======== EXCERPTED DATA
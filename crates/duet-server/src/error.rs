//! Unified error type for the server layer.

use duet_protocol::ProtocolError;
use duet_room::RoomError;
use duet_transport::TransportError;

/// Top-level error that wraps the layer-specific errors.
///
/// The `#[from]` attribute on each variant auto-generates `From` impls,
/// so `?` converts sub-crate errors on the way up.
#[derive(Debug, thiserror::Error)]
pub enum ServerError {
    /// A transport-level error (accept, send, recv).
    #[error(transparent)]
    Transport(#[from] TransportError),

    /// A protocol-level error (encode, decode, invalid message).
    #[error(transparent)]
    Protocol(#[from] ProtocolError),

    /// A room-level error (not found, conflict, forbidden).
    #[error(transparent)]
    Room(#[from] RoomError),
}

#[cfg(test)]
mod tests {
    use super::*;

    #[test]
    fn test_from_transport_error() {
        let err = TransportError::ConnectionClosed("gone".into());
        let server_err: ServerError = err.into();
        assert!(matches!(server_err, ServerError::Transport(_)));
        assert!(server_err.to_string().contains("gone"));
    }

    #[test]
    fn test_from_protocol_error() {
        let err = ProtocolError::InvalidMessage("bad".into());
        let server_err: ServerError = err.into();
        assert!(matches!(server_err, ServerError::Protocol(_)));
    }

    #[test]
    fn test_from_room_error() {
        let err = RoomError::NotFound(duet_protocol::RoomId(1));
        let server_err: ServerError = err.into();
        assert!(matches!(server_err, ServerError::Room(_)));
    }
}
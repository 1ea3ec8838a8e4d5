//! Presence and event fan-out for duet.
//!
//! The [`EventHub`] is the single place that knows who is connected and
//! who is watching which room. Room actors and connection handlers push
//! typed [`ServerEvent`](duet_protocol::ServerEvent)s into it; the hub
//! fans them out to the right sinks.
//!
//! Delivery is best-effort and fire-and-forget: a sink whose receiver is
//! gone is pruned on the next send, never retried, never an error.

mod hub;

pub use hub::{EventHub, EventSink, SubscriberId};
================
Restate the entries above, keeping every word intact.

filename crates/duet-server/src/error.rs
//! Unified error type for the server layer.

use duet_protocol::ProtocolError;
use duet_room::RoomError;
use duet_transport::TransportError;

/// Top-level error that wraps the layer-specific errors.
///
/// The `#[from]` attribute on each variant auto-generates `From` impls,
/// so `?` converts sub-crate errors on the way up.
#[derive(Debug, thiserror::Error)]
pub enum ServerError {
    /// A transport-level error (accept, send, recv).
    #[error(transparent)]
    Transport(#[from] TransportError),

    /// A protocol-level error (encode, decode, invalid message).
    #[error(transparent)]
    Protocol(#[from] ProtocolError),

    /// A room-level error (not found, conflict, forbidden).
    #[error(transparent)]
    Room(#[from] RoomError),
}

#[cfg(test)]
mod tests {
    use super::*;

    #[test]
    fn test_from_transport_error() {
        let err = TransportError::ConnectionClosed("gone".into());
        let server_err: ServerError = err.into();
        assert!(matches!(server_err, ServerError::Transport(_)));
        assert!(server_err.to_string().contains("gone"));
    }

    #[test]
    fn test_from_protocol_error() {
        let err = ProtocolError::InvalidMessage("bad".into());
        let server_err: ServerError = err.into();
        assert!(matches!(server_err, ServerError::Protocol(_)));
    }

    #[test]
    fn test_from_room_error() {
        let err = RoomError::NotFound(duet_protocol::RoomId(1));
        let server_err: ServerError = err.into();
        assert!(matches!(server_err, ServerError::Room(_)));
    }
}
repository 1ea3ec8838a8e4d5
//! Presence and event fan-out for duet.
//!
//! The [`EventHub`] is the single place that knows who is connected and
//! who is watching which room. Room actors and connection handlers push
//! typed [`ServerEvent`](duet_protocol::ServerEvent)s into it; the hub
//! fans them out to the right sinks.
//!
//! Delivery is best-effort and fire-and-forget: a sink whose receiver is
//! gone is pruned on the next send, never retried, never an error.

mod hub;

pub use hub::{EventHub, EventSink, SubscriberId};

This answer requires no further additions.